Digital Pseudo-Cartography (or, Making Data-Rich Backgrounds)
Now that I have the observations to be plotted, I can get the map that will serve as the background for the plot. To make it easier to zone in on the area I wish to include, I set the minimum and maximum latitude and longitude.
Since OSM reads latitude and longitude in matrix format, the desired variables need to be converted into a matrix and the rows and columns need to be properly named.
And finally osmdata is called using the get_map() function. This returns a map of new york city which is stored in the variable nyc_map.
Building a Graph
The final step is to construct the graph. This is done by painstakingly layering elements and adjusting aesthetics until you realize that the deadline is 20 minutes away and you finally convince yourself that the graph looks great and you won’t push your luck (but let’s be real, it could always look better). In other words, all the prepwork is done and it is time to actually do the heavy lifting. Details below.
The caption which details the sources of the data is stored in a variable. This will later be displayed on the graph (lower right corner).
Building the Graph
First I will show you the entire chunk for the graph, then I will explain the purpose of each piece.
Breakdown begin! (everything is fine….)
To begin, the new york city map is called and set as the graph background using ggmap(). I find that ggplot2 and ggmap do not play well together unless ggmap is called first.
Next the scatterplot is created using ggplot2. The data is called from the dataframe df1 and arranged by tip amount. This is done because the points are plotted in the order they are fed into the scatterplot. And because there are so many datapoints being plotted, the largest observations would get buried underneath smaller observations if they were plotted first.
After arranging the plotting order, the x and y axes are set for longitude and latitude.
Finally, the color, alpha, and size aesthetics for observations are mapped to the tip amount for each observation. This was done to differentiate tip amounts from each other. It was not enough to differentiate based on color, so size and alpha also had to be mapped.
A theme had to be set in order to adjust values within the theme. Why does ggplot2 require this, and why can’t it use default values? The world may never know. Moving on:
The bounds for the graph are set to match the map of nyc. This is done because the cab data extends past the bounds of the requested map, and if the bounds were not specified there would be white space surrounding the map.

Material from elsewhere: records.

//! The ledger exports, the offline verifier checks. Neither shares code with
//! the other beyond the JSON in between.

use auditchain_core::{ChainStatus, Keypair};
use auditchain_testkit::generators::event_draft;
use auditchain_testkit::{keys_from_manifest, LedgerFixture};
use auditchain_verify::canon::digest;
use auditchain_verify::{verify_pack, verify_pack_str, Outcome, TrustedKeys};
use proptest::prelude::*;
use serde_json::{json, Value};

fn reseal(pack: &mut Value) {
    if let Some(map) = pack.as_object_mut() {
        map.remove("packHash");
    }
    let hash = digest(pack).unwrap();
    pack["packHash"] = json!(hash);
}

#[tokio::test]
async fn test_exported_pack_passes_offline() {
    let fixture = LedgerFixture::new(3);
    fixture.append_n(10).await.unwrap();

    let json = fixture.export_json(None, None).await.unwrap();
    let report = verify_pack_str(&json, &fixture.trusted_keys().await).unwrap();
    assert!(report.passed(), "{report}");
    assert!(report.checks.iter().all(|c| c.outcome == Outcome::Pass), "{report}");
    // format, pack hash, segment, chain, head, then 3 checkpoints x 2
    assert_eq!(report.checks.len(), 11);
}

#[tokio::test]
async fn test_pack_hash_agrees() {
    let fixture = LedgerFixture::new(2);
    fixture.append_n(4).await.unwrap();

    let pack = fixture.ledger.export_pack(None, None).await.unwrap();
    let mut value = serde_json::to_value(&pack).unwrap();
    value.as_object_mut().unwrap().remove("packHash");
    assert_eq!(digest(&value).unwrap(), pack.pack_hash);
}

#[tokio::test]
async fn test_store_tamper_found_by_both() {
    let fixture = LedgerFixture::new(5);
    fixture.append_n(8).await.unwrap();
    fixture
        .store()
        .tamper_event(4, |e| e.payload = json!({"i": 4000}))
        .unwrap();

    let live = fixture.ledger.verify_all().await.unwrap();
    assert_eq!(live.first_bad_seq(), Some(4));

    let json = fixture.export_json(None, None).await.unwrap();
    let report = verify_pack_str(&json, &fixture.trusted_keys().await).unwrap();
    assert!(!report.passed());
    let chain = report.first_failure().unwrap();
    assert_eq!(chain.name, "event chain");
    assert_eq!(chain.seq, Some(4));
    assert!(chain.detail.starts_with("hash_mismatch at seq 4"));
}

#[tokio::test]
async fn test_edited_pack_fails_offline() {
    let fixture = LedgerFixture::new(4);
    fixture.append_n(6).await.unwrap();
    let keys = fixture.trusted_keys().await;
    let original: Value =
        serde_json::from_str(&fixture.export_json(None, None).await.unwrap()).unwrap();

    // Edited without resealing.
    let mut pack = original.clone();
    pack["events"][1]["actor"] = json!("mallory");
    let report = verify_pack(&pack, &keys);
    assert_eq!(report.first_failure().unwrap().name, "pack hash");

    // Edited and resealed.
    reseal(&mut pack);
    let report = verify_pack(&pack, &keys);
    assert_eq!(report.first_failure().unwrap().seq, Some(2));

    // Re-hashed event, but the next link no longer matches.
    let mut pack = original.clone();
    pack["events"][1]["actor"] = json!("mallory");
    let shape = auditchain_verify::chain::hashed_shape(&pack["events"][1]).unwrap();
    pack["events"][1]["hash"] = json!(digest(&shape).unwrap());
    reseal(&mut pack);
    let report = verify_pack(&pack, &keys);
    let chain = report.first_failure().unwrap();
    assert_eq!(chain.seq, Some(3));
    assert!(chain.detail.starts_with("prevHash_mismatch"));

    // A forged signature.
    let mut pack = original;
    let signature = pack["checkpoints"][0]["signature"].as_str().unwrap().to_string();
    let flipped = if signature.starts_with('0') { "1" } else { "0" };
    pack["checkpoints"][0]["signature"] = json!(format!("{flipped}{}", &signature[1..]));
    reseal(&mut pack);
    let report = verify_pack(&pack, &keys);
    let failure = report.first_failure().unwrap();
    assert!(failure.name.ends_with("signature"));
    assert!(failure.detail.starts_with("bad signature"));
}

#[tokio::test]
async fn test_rotated_keys_travel_in_manifest() {
    let fixture = LedgerFixture::new(2);
    fixture.append_n(4).await.unwrap();
    fixture.ledger.rotate_key(Keypair::from_seed(&[8; 32])).await;
    fixture.append_n(4).await.unwrap();

    let pack: Value =
        serde_json::from_str(&fixture.export_json(None, None).await.unwrap()).unwrap();
    let keys = keys_from_manifest(&pack).unwrap();
    assert_eq!(keys.len(), 2);
    let report = verify_pack(&pack, &keys);
    assert!(report.passed(), "{report}");

    // Only the retired key: the newer checkpoints cannot be checked.
    let mut old_only = TrustedKeys::new();
    let old = Keypair::from_seed(&auditchain_testkit::FIXTURE_SEED).public_key();
    old_only.add_text(&old.to_hex()).unwrap();
    let report = verify_pack(&pack, &old_only);
    let failure = report.first_failure().unwrap();
    assert!(failure.name.ends_with(" signature"));
    assert!(failure.detail.starts_with("unverifiable"));
    assert_eq!(failure.seq, Some(6));
}

#[tokio::test]
async fn test_segment_export_passes_offline() {
    let fixture = LedgerFixture::new(3);
    fixture.append_n(9).await.unwrap();

    let json = fixture.export_json(Some(4), Some(7)).await.unwrap();
    let report = verify_pack_str(&json, &fixture.trusted_keys().await).unwrap();
    assert!(report.passed(), "{report}");
    let head = report.checks.iter().find(|c| c.name == "head").unwrap();
    assert_eq!(head.outcome, Outcome::Skipped);
}

#[tokio::test]
async fn test_empty_ledger_pack() {
    let fixture = LedgerFixture::new(3);
    let pack = fixture.ledger.export_pack(None, None).await.unwrap();
    assert_eq!(pack.verification.status, ChainStatus::Empty);

    let json = serde_json::to_string(&pack).unwrap();
    let report = verify_pack_str(&json, &TrustedKeys::new()).unwrap();
    assert!(report.passed(), "{report}");
}

proptest! {
    #![proptest_config(ProptestConfig::with_cases(16))]

    #[test]
    fn test_arbitrary_events_verify_offline(drafts in prop::collection::vec(event_draft(), 1..8)) {
        let runtime = tokio::runtime::Runtime::new().unwrap();
        let report = runtime.block_on(async {
            let fixture = LedgerFixture::new(3);
            for draft in drafts {
                fixture.ledger.append(draft).await.unwrap();
            }
            let json = fixture.export_json(None, None).await.unwrap();
            verify_pack_str(&json, &fixture.trusted_keys().await).unwrap()
        });
        prop_assert!(report.passed(), "{}", report);
    }
}
//! Versioned payload builders.
//!
//! A builder turns the fixed fields of an event into the exact object that is
//! canonicalized and hashed. Builders are frozen once shipped: a new hashed
//! shape gets a new version number, and old events keep verifying against the
//! builder of their stored version.

use std::collections::BTreeMap;

use serde_json::{json, Value};

use crate::canonical::hash_canonical;
use crate::error::{CoreError, Result};
use crate::event::AuditEvent;

/// Version written into new events.
pub const CURRENT_PAYLOAD_VERSION: u32 = 1;

/// A pure function from event fields to the hashed shape.
pub type PayloadBuilder = fn(&AuditEvent) -> Value;

/// Version 1 shape.
///
/// FROZEN: changing any key, value or nesting here breaks every stored hash.
pub fn build_v1(event: &AuditEvent) -> Value {
    json!({
        "_v": 1,
        "schemaVersion": event.schema_version,
        "seq": event.seq,
        "ts": event.ts,
        "action": event.action,
        "actor": event.actor,
        "receiptId": event.receipt_id,
        "exportId": event.export_id,
        "savedViewId": event.saved_view_id,
        "payload": event.payload,
        "ip": event.ip,
        "userAgent": event.user_agent,
        "prevHash": event.prev_hash,
    })
}

/// Registry of payload builders keyed by version.
#[derive(Clone)]
pub struct PayloadRegistry {
    builders: BTreeMap<u32, PayloadBuilder>,
}

impl PayloadRegistry {
    /// A registry with no builders.
    pub fn empty() -> Self {
        Self {
            builders: BTreeMap::new(),
        }
    }

    /// A registry holding every shipped builder.
    pub fn standard() -> Self {
        let mut builders = BTreeMap::new();
        builders.insert(1, build_v1 as PayloadBuilder);
        Self { builders }
    }

    /// Register a builder. A version can only be registered once.
    pub fn register(&mut self, version: u32, builder: PayloadBuilder) -> Result<()> {
        if self.builders.contains_key(&version) {
            return Err(CoreError::DuplicatePayloadVersion(version));
        }
        self.builders.insert(version, builder);
        Ok(())
    }

    pub fn get(&self, version: u32) -> Option<PayloadBuilder> {
        self.builders.get(&version).copied()
    }

    pub fn contains(&self, version: u32) -> bool {
        self.builders.contains_key(&version)
    }

    /// Registered versions in ascending order.
    pub fn versions(&self) -> Vec<u32> {
        self.builders.keys().copied().collect()
    }

    /// Build the hashed shape for `event` using its stored version.
    pub fn build(&self, event: &AuditEvent) -> Result<Value> {
        let builder = self
            .get(event.payload_version)
            .ok_or(CoreError::UnknownPayloadVersion(event.payload_version))?;
        Ok(builder(event))
    }

    /// SHA-256 of the canonical built shape of `event`.
    pub fn hash_event(&self, event: &AuditEvent) -> Result<String> {
        let built = self.build(event)?;
        Ok(hash_canonical(&built)?)
    }
}

impl Default for PayloadRegistry {
    fn default() -> Self {
        Self::standard()
    }
}

impl std::fmt::Debug for PayloadRegistry {
    fn fmt(&self, f: &mut std::fmt::Formatter<'_>) -> std::fmt::Result {
        f.debug_struct("PayloadRegistry")
            .field("versions", &self.versions())
            .finish()
    }
}
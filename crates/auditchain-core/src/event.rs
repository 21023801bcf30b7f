//! AuditEvent: one immutable link of the chain.
//!
//! An event is created exactly once, inside the append protocol, and is never
//! updated or deleted. Everything that goes into its hash is listed in the
//! payload builder for its `payload_version`.

use serde::{Deserialize, Serialize};
use serde_json::{Map, Value};

use crate::error::Result;
use crate::payload::{PayloadRegistry, CURRENT_PAYLOAD_VERSION};
use crate::types::{AuditHead, SCHEMA_VERSION};

/// A stored audit event.
#[derive(Debug, Clone, PartialEq, Serialize, Deserialize)]
#[serde(rename_all = "camelCase")]
pub struct AuditEvent {
    /// Position in the chain (1-indexed, no gaps).
    pub seq: u64,

    /// RFC 3339 UTC timestamp with millisecond precision.
    pub ts: String,

    pub action: String,
    pub actor: String,
    pub receipt_id: Option<String>,
    pub export_id: Option<String>,
    pub saved_view_id: Option<String>,

    /// Opaque structured data supplied by the caller.
    pub payload: Value,

    pub ip: Option<String>,
    pub user_agent: Option<String>,

    /// Hash of the previous event, or `GENESIS` for seq 1.
    pub prev_hash: String,

    /// Lowercase hex SHA-256 of the canonical built payload.
    pub hash: String,

    pub schema_version: u32,
    pub payload_version: u32,
}

impl AuditEvent {
    /// Whether this is the first event of the chain.
    pub fn is_first(&self) -> bool {
        self.seq == 1
    }

    /// The head this event produces once appended.
    pub fn as_head(&self) -> AuditHead {
        AuditHead::new(self.seq, self.hash.clone())
    }
}

/// The caller-supplied part of an event, before the chain position is known.
#[derive(Debug, Clone, PartialEq)]
pub struct EventDraft {
    pub action: String,
    pub actor: String,
    pub receipt_id: Option<String>,
    pub export_id: Option<String>,
    pub saved_view_id: Option<String>,
    pub payload: Value,
    pub ip: Option<String>,
    pub user_agent: Option<String>,
}

impl EventDraft {
    /// Start a draft for `action` performed by `actor`.
    pub fn new(action: impl Into<String>, actor: impl Into<String>) -> Self {
        Self {
            action: action.into(),
            actor: actor.into(),
            receipt_id: None,
            export_id: None,
            saved_view_id: None,
            payload: Value::Object(Map::new()),
            ip: None,
            user_agent: None,
        }
    }

    pub fn receipt_id(mut self, id: impl Into<String>) -> Self {
        self.receipt_id = Some(id.into());
        self
    }

    pub fn export_id(mut self, id: impl Into<String>) -> Self {
        self.export_id = Some(id.into());
        self
    }

    pub fn saved_view_id(mut self, id: impl Into<String>) -> Self {
        self.saved_view_id = Some(id.into());
        self
    }

    /// Set the payload.
    pub fn payload(mut self, payload: Value) -> Self {
        self.payload = payload;
        self
    }

    pub fn ip(mut self, ip: impl Into<String>) -> Self {
        self.ip = Some(ip.into());
        self
    }

    pub fn user_agent(mut self, ua: impl Into<String>) -> Self {
        self.user_agent = Some(ua.into());
        self
    }

    /// Place the draft after `head` and hash it with the current payload version.
    pub fn seal(
        &self,
        head: &AuditHead,
        ts: impl Into<String>,
        registry: &PayloadRegistry,
    ) -> Result<AuditEvent> {
        let mut event = AuditEvent {
            seq: head.next_seq(),
            ts: ts.into(),
            action: self.action.clone(),
            actor: self.actor.clone(),
            receipt_id: self.receipt_id.clone(),
            export_id: self.export_id.clone(),
            saved_view_id: self.saved_view_id.clone(),
            payload: self.payload.clone(),
            ip: self.ip.clone(),
            user_agent: self.user_agent.clone(),
            prev_hash: head.prev_hash().to_string(),
            hash: String::new(),
            schema_version: SCHEMA_VERSION,
            payload_version: CURRENT_PAYLOAD_VERSION,
        };
        event.hash = registry.hash_event(&event)?;
        Ok(event)
    }
}
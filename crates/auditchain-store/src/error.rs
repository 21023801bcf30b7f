//! Error types for the store module.

use auditchain_core::AuditHead;
use thiserror::Error;

/// Errors that can occur during store operations.
#[derive(Debug, Error)]
pub enum StoreError {
    /// Database error from SQLite.
    #[error("database error: {0}")]
    Database(#[from] rusqlite::Error),

    /// Another writer advanced the head between read and write.
    #[error("head moved: expected {expected:?}, found {found:?}")]
    HeadMoved { expected: AuditHead, found: AuditHead },

    /// A row with the same key already exists.
    #[error("duplicate {kind}: {key}")]
    Duplicate { kind: &'static str, key: String },

    /// JSON column could not be encoded or decoded.
    #[error("serialization error: {0}")]
    Serialization(String),

    /// Record not found.
    #[error("not found: {0}")]
    NotFound(String),

    /// Invalid data handed to or read from the store.
    #[error("invalid data: {0}")]
    InvalidData(String),

    /// Migration error.
    #[error("migration error: {0}")]
    Migration(String),

    /// An internal lock was poisoned by a panicking writer.
    #[error("lock poisoned: {0}")]
    LockPoisoned(String),

    /// A blocking task failed to complete.
    #[error("blocking task failed: {0}")]
    Join(String),
}

impl From<serde_json::Error> for StoreError {
    fn from(err: serde_json::Error) -> Self {
        StoreError::Serialization(err.to_string())
    }
}

/// Result type for store operations.
pub type Result<T> = std::result::Result<T, StoreError>;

“But why not grab a bigger map for your background,” you may ask. The answer lies with data scarcity at boundaries: I wanted to focus the graph on pertinent data with regards to the highest tip amounts and biggest groupings of tips. In short, showing all of the data would mean having to zoom the graph out and would detract from the primary purpose of the graph.
The alpha and size gradients are mapped to Tip_amount in an above code block and as a result they both grow in size and become more opaque (or less transparent) as the tip amount grows.
In this code block, the start and end points for the alpha scale are set. scale_size_continuous() is called purely to turn the legend off (which is done by passing guide=”none”).
In this code block, the color gradient for the scatterplot is fine-tuned.
In preliminary drafts of this graph, I divided the dataset into two dataframes: one with tip amounts $10-$149, and the other with tip amounts $150 to $300. Ultimately I decided to go with a three-color gradient (or in ggplot terms, scale_color_gradient2). The low, mid, and high colors were deliberately chosen to show as much contrast as possible from each other, and to be perfectly honest I am not satisfied with the results. I feel that some of the points get washed out around the $200 range and hidden in the graph. I tried to prevent this as much as possible by adjusting color hues and the midpoint, which I found appeared best around $115. The breaks and limits portion of this code displays the given values on the legend for the graph. Note that $10 and $300 are passed into both the breaks and limits arguments.
Lastly my favorite part, the text elements of the graph. The variable capt1 that was set earlier is called and displayed as the caption for the graph.
My goal with this text was to convey maximally relevant information while minimizing word usage. Rather than go with “Scatterplot” as the title, I recognized that the key visual focus of the graph was the map of New York City. The subtitle conveys the subject matter of the scatterplot and axes in as few as 7 words (this could be reduced to 5 by removing “Green Taxi”).